• Dataset items:
-- -- --
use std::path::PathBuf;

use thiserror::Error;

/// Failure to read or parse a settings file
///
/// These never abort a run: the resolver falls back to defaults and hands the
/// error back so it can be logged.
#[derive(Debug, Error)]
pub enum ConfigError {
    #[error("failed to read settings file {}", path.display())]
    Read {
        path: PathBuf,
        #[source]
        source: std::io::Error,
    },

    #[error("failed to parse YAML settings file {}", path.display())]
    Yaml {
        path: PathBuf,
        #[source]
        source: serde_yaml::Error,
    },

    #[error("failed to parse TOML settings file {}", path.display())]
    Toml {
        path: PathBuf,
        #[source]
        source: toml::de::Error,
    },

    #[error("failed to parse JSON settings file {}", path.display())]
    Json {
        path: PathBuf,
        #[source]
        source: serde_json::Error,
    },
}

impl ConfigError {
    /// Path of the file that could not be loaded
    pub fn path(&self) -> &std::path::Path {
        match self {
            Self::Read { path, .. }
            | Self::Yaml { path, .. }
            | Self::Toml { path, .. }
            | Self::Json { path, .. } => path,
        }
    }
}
-- -- --
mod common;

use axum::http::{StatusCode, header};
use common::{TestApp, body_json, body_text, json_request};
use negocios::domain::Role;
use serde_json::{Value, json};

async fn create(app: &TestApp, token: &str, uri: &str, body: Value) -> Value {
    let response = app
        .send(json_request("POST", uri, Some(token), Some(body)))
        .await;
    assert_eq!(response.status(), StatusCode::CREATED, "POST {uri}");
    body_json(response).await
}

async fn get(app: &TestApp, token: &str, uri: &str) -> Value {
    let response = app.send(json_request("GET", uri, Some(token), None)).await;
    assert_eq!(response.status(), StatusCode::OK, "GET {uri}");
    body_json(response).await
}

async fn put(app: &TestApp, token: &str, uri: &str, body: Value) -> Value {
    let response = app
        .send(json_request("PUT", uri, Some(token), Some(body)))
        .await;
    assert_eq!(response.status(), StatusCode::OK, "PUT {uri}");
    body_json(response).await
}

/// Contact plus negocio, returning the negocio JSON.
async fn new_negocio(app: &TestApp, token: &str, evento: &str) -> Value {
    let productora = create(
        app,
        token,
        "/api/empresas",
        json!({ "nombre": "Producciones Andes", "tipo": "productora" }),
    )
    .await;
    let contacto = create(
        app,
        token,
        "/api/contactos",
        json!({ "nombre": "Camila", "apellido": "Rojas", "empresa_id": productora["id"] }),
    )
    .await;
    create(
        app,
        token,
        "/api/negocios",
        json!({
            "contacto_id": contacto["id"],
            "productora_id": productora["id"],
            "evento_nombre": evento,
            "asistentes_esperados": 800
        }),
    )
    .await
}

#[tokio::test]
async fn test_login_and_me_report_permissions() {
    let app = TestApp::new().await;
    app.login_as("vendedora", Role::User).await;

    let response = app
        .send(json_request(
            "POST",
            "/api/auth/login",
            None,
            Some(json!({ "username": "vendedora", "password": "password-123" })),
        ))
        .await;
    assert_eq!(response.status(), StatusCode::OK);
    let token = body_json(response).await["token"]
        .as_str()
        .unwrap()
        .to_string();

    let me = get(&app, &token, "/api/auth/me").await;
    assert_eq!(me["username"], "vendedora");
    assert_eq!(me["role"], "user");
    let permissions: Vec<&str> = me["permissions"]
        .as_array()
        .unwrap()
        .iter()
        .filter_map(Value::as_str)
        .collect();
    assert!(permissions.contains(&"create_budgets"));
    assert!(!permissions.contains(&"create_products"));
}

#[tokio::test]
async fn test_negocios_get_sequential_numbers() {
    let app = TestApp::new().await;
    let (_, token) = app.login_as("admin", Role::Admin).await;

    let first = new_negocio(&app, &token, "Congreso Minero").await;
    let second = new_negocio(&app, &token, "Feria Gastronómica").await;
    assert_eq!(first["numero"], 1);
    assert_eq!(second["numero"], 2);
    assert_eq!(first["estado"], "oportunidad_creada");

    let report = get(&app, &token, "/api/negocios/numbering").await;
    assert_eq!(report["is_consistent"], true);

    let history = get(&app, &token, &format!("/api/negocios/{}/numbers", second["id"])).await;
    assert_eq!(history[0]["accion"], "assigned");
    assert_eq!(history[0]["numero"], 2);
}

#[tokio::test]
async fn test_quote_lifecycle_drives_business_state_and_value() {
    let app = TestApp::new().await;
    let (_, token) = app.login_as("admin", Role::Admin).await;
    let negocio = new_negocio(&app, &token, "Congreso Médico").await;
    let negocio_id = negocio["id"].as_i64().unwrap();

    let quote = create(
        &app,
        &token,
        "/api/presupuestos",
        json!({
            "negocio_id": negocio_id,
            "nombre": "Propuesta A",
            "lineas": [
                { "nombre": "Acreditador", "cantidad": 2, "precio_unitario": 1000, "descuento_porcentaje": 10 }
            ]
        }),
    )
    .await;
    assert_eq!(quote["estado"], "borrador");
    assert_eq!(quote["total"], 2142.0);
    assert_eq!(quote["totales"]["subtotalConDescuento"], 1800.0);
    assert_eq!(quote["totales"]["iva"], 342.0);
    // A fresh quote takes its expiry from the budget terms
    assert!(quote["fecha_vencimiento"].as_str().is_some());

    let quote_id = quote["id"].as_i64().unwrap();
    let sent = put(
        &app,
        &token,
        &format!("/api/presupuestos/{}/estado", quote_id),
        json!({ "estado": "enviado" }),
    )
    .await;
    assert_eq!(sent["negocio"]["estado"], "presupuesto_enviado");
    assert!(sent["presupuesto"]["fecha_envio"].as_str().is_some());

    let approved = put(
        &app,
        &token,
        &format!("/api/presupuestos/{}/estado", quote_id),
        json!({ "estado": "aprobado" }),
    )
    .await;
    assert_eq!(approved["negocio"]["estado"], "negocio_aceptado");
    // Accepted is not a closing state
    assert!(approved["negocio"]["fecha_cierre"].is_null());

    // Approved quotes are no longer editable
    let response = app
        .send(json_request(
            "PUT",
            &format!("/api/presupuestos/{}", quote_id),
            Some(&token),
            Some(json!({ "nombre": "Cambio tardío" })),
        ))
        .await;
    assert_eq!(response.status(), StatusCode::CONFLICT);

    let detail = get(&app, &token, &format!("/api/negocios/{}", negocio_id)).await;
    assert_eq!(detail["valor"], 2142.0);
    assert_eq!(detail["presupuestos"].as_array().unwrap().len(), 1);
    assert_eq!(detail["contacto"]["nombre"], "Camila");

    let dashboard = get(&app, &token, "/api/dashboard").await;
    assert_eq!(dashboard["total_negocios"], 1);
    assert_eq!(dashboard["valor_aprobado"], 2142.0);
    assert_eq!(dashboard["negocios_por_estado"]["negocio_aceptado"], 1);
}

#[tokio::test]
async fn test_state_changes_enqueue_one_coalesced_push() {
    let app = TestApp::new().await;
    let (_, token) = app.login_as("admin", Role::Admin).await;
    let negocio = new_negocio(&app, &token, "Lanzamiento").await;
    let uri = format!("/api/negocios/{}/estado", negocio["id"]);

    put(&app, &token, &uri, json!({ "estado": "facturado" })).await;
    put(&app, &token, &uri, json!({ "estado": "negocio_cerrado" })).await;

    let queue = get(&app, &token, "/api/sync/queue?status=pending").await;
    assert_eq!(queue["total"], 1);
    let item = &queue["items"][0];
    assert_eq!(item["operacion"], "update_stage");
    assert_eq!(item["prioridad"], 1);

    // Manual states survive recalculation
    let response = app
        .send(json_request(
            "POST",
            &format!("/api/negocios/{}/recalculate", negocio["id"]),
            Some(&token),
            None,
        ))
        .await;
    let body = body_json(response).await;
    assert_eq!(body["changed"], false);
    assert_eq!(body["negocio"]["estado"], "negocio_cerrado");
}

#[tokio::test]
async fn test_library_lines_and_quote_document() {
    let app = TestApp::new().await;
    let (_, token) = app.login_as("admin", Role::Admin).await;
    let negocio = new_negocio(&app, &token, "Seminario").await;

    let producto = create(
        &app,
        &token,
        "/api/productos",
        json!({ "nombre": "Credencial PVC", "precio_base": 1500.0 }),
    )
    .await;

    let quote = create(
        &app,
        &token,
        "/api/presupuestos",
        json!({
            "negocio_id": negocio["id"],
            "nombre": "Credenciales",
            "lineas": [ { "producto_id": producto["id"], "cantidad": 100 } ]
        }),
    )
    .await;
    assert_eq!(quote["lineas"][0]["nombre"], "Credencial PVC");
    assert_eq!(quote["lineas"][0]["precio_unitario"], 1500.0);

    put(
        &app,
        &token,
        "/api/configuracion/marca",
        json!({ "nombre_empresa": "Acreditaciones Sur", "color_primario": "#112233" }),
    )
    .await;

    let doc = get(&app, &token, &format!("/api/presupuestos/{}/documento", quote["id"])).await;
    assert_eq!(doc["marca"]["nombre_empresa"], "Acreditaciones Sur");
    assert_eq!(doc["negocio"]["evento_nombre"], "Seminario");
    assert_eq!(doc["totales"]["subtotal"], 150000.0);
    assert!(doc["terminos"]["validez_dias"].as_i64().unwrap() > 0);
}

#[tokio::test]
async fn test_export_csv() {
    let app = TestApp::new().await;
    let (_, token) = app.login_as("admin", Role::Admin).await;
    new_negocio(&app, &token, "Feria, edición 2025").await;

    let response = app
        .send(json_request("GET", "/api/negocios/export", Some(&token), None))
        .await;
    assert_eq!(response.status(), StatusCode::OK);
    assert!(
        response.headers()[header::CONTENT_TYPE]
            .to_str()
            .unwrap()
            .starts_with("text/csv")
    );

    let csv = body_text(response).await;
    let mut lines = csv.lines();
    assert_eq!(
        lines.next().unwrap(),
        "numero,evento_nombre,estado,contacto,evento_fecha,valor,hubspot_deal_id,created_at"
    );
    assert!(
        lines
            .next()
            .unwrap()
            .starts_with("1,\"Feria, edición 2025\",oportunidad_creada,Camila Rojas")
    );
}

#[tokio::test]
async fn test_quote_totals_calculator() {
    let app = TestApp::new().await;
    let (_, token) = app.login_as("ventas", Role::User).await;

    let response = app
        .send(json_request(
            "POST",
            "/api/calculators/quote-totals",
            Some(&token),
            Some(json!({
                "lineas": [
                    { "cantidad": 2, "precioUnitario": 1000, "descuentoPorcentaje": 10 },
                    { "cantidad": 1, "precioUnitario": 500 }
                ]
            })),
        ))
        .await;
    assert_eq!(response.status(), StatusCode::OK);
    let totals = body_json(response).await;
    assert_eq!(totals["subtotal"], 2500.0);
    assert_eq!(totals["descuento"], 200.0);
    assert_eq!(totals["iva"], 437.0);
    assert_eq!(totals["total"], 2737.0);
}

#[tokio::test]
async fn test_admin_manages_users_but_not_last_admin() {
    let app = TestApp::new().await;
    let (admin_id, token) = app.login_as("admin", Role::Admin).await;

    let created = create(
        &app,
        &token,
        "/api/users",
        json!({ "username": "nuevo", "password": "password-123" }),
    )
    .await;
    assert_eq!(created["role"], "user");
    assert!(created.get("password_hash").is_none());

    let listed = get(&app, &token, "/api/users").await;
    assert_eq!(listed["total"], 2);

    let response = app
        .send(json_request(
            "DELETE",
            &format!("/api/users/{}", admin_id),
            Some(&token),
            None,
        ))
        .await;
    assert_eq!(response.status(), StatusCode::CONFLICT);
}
-- -- --
• Exercise description: Line count for "vendedora": state how many lines of the records contain it, and give only the number.

• Output of the exercise: 3